» EXERCISE
Scan the data below and pick out the lines containing the word "ReqwestTransport".

» RECORDS FOR PROCESSING
____________________

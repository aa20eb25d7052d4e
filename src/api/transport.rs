//! HTTP transport for the upload endpoint.

use async_trait::async_trait;
use reqwest::multipart::{Form, Part};
use url::Url;

use crate::error::ApiError;
use crate::model::ProjectFile;

/// Fields of the multipart upload body.
#[derive(Debug, Clone, Copy)]
pub struct UploadForm<'a> {
  pub file: &'a ProjectFile,
  pub password: Option<&'a str>,
  pub product_language: Option<&'a str>,
}

/// Raw response of one upload attempt.
#[derive(Debug, Clone, PartialEq, Eq)]
pub struct HttpResponse {
  pub status: u16,
  /// Canonical reason phrase of the status, if known
  pub reason: String,
  pub body: String,
}

impl HttpResponse {
  pub fn is_success(&self) -> bool {
    (200..300).contains(&self.status)
  }
}

/// Sends one upload attempt. Transport failures are [`ApiError::Network`].
#[async_trait]
pub trait HttpTransport: Send + Sync {
  async fn post_upload(&self, url: &Url, form: &UploadForm<'_>) -> Result<HttpResponse, ApiError>;
}

/// `reqwest`-backed transport.
#[derive(Clone)]
pub struct ReqwestTransport {
  client: reqwest::Client,
}

impl ReqwestTransport {
  pub fn new() -> Result<Self, ApiError> {
    let client = reqwest::Client::builder()
      .user_agent(concat!("knxload/", env!("CARGO_PKG_VERSION")))
      .build()
      .map_err(|e| ApiError::Network(format!("Failed to create HTTP client: {}", e)))?;
    Ok(Self { client })
  }

  fn build_form(form: &UploadForm<'_>) -> Form {
    let file = Part::bytes(form.file.to_buffer()).file_name(form.file.name().to_string());
    let mut body = Form::new().part("file", file);
    if let Some(password) = form.password.filter(|p| !p.is_empty()) {
      body = body.text("password", password.to_string());
    }
    if let Some(language) = form.product_language.filter(|l| !l.is_empty()) {
      body = body.text("product_language", language.to_string());
    }
    body
  }
}

#[async_trait]
impl HttpTransport for ReqwestTransport {
  async fn post_upload(&self, url: &Url, form: &UploadForm<'_>) -> Result<HttpResponse, ApiError> {
    let response = self
      .client
      .post(url.clone())
      .multipart(Self::build_form(form))
      .send()
      .await
      .map_err(|e| ApiError::Network(e.to_string()))?;

    let status = response.status();
    let body = response
      .text()
      .await
      .map_err(|e| ApiError::Network(format!("Failed to read response body: {}", e)))?;

    Ok(HttpResponse {
      status: status.as_u16(),
      reason: status.canonical_reason().unwrap_or_default().to_string(),
      body,
    })
  }
}
//! Core traits and types for the key/value persistence layer.

pub use crate::error::StoreError;

/// Result of a storage operation.
pub type StoreResult<T> = Result<T, StoreError>;

/// Outcome of a cache read.
///
/// Keeps "nothing stored under this key" apart from "the cache could not be
/// consulted", while still letting callers collapse both with [`Lookup::into_option`].
#[derive(Debug, Clone, PartialEq)]
pub enum Lookup<T> {
  /// The record was found and decoded
  Hit(T),
  /// No usable record under this key
  Miss,
  /// Storage is unavailable or the read failed
  Unavailable,
}

impl<T> Lookup<T> {
  pub fn into_option(self) -> Option<T> {
    match self {
      Lookup::Hit(value) => Some(value),
      Lookup::Miss | Lookup::Unavailable => None,
    }
  }

  pub fn is_hit(&self) -> bool {
    matches!(self, Lookup::Hit(_))
  }

  pub fn is_unavailable(&self) -> bool {
    matches!(self, Lookup::Unavailable)
  }

  pub fn map<U>(self, f: impl FnOnce(T) -> U) -> Lookup<U> {
    match self {
      Lookup::Hit(value) => Lookup::Hit(f(value)),
      Lookup::Miss => Lookup::Miss,
      Lookup::Unavailable => Lookup::Unavailable,
    }
  }
}

impl<T> From<StoreResult<Option<T>>> for Lookup<T> {
  /// A store the schema never declared, or a record in an unknown format,
  /// cannot hold the value: both read as a miss.
  fn from(result: StoreResult<Option<T>>) -> Self {
    match result {
      Ok(Some(value)) => Lookup::Hit(value),
      Ok(None) => Lookup::Miss,
      Err(StoreError::MissingStore(_)) | Err(StoreError::Codec(_)) => Lookup::Miss,
      Err(StoreError::Unavailable(_)) | Err(StoreError::Transaction(_)) => Lookup::Unavailable,
    }
  }
}

/// Versioned, multi-store transactional key/value engine.
///
/// Values are opaque bytes; see [`super::Envelope`] for the record format the
/// caches use on top of it.
pub trait KeyValueStore: Send + Sync {
  /// Read one value.
  fn get(&self, store: &str, key: &str) -> StoreResult<Option<Vec<u8>>>;

  /// Write one value, replacing any previous one.
  fn put(&self, store: &str, key: &str, value: &[u8]) -> StoreResult<()>;

  /// Write several values in a single transaction; nothing is written on failure.
  fn put_many(&self, store: &str, entries: &[(String, Vec<u8>)]) -> StoreResult<()>;

  /// Remove one value.
  fn delete(&self, store: &str, key: &str) -> StoreResult<()>;

  /// Remove every value of the given stores in a single transaction.
  /// Stores unknown to the schema are skipped.
  fn clear(&self, stores: &[&str]) -> StoreResult<()>;

  /// Number of values in a store.
  fn count(&self, store: &str) -> StoreResult<u64>;

  /// Number of values whose key starts with `prefix`.
  fn count_prefix(&self, store: &str, prefix: &str) -> StoreResult<u64>;

  /// Whether a value exists under `key`.
  fn contains(&self, store: &str, key: &str) -> StoreResult<bool>;

  /// Whether the schema declares `store`.
  fn has_store(&self, store: &str) -> StoreResult<bool>;
}

/// Storage that is always unavailable.
/// Used when caching is disabled - every read misses and every write is refused.
pub struct NoopStore;

fn disabled<T>() -> StoreResult<T> {
  Err(StoreError::Unavailable("caching is disabled".to_string()))
}

impl KeyValueStore for NoopStore {
  fn get(&self, _store: &str, _key: &str) -> StoreResult<Option<Vec<u8>>> {
    disabled()
  }

  fn put(&self, _store: &str, _key: &str, _value: &[u8]) -> StoreResult<()> {
    disabled()
  }

  fn put_many(&self, _store: &str, _entries: &[(String, Vec<u8>)]) -> StoreResult<()> {
    disabled()
  }

  fn delete(&self, _store: &str, _key: &str) -> StoreResult<()> {
    disabled()
  }

  fn clear(&self, _stores: &[&str]) -> StoreResult<()> {
    disabled()
  }

  fn count(&self, _store: &str) -> StoreResult<u64> {
    disabled()
  }

  fn count_prefix(&self, _store: &str, _prefix: &str) -> StoreResult<u64> {
    disabled()
  }

  fn contains(&self, _store: &str, _key: &str) -> StoreResult<bool> {
    disabled()
  }

  fn has_store(&self, _store: &str) -> StoreResult<bool> {
    disabled()
  }
}

#[cfg(test)]
mod tests {
  use super::*;

  #[test]
  fn test_lookup_from_store_result() {
    assert_eq!(Lookup::from(Ok(Some(1))), Lookup::Hit(1));
    assert_eq!(Lookup::<i32>::from(Ok(None)), Lookup::Miss);
    assert_eq!(
      Lookup::<i32>::from(Err(StoreError::MissingStore("graphs".into()))),
      Lookup::Miss
    );
    assert_eq!(
      Lookup::<i32>::from(Err(StoreError::Unavailable("closed".into()))),
      Lookup::Unavailable
    );
  }

  #[test]
  fn test_lookup_into_option_collapses_miss_and_unavailable() {
    assert_eq!(Lookup::Hit("x").into_option(), Some("x"));
    assert_eq!(Lookup::<&str>::Miss.into_option(), None);
    assert_eq!(Lookup::<&str>::Unavailable.into_option(), None);
  }

  #[test]
  fn test_noop_store_is_unavailable() {
    let store = NoopStore;
    assert!(matches!(
      store.get("layouts", "k"),
      Err(StoreError::Unavailable(_))
    ));
    assert!(store.put("layouts", "k", b"v").is_err());
    assert!(store.clear(&["layouts"]).is_err());
  }
}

____________________

» EXPECTED ANSWER
pub struct ReqwestTransport {
impl ReqwestTransport {
impl HttpTransport for ReqwestTransport {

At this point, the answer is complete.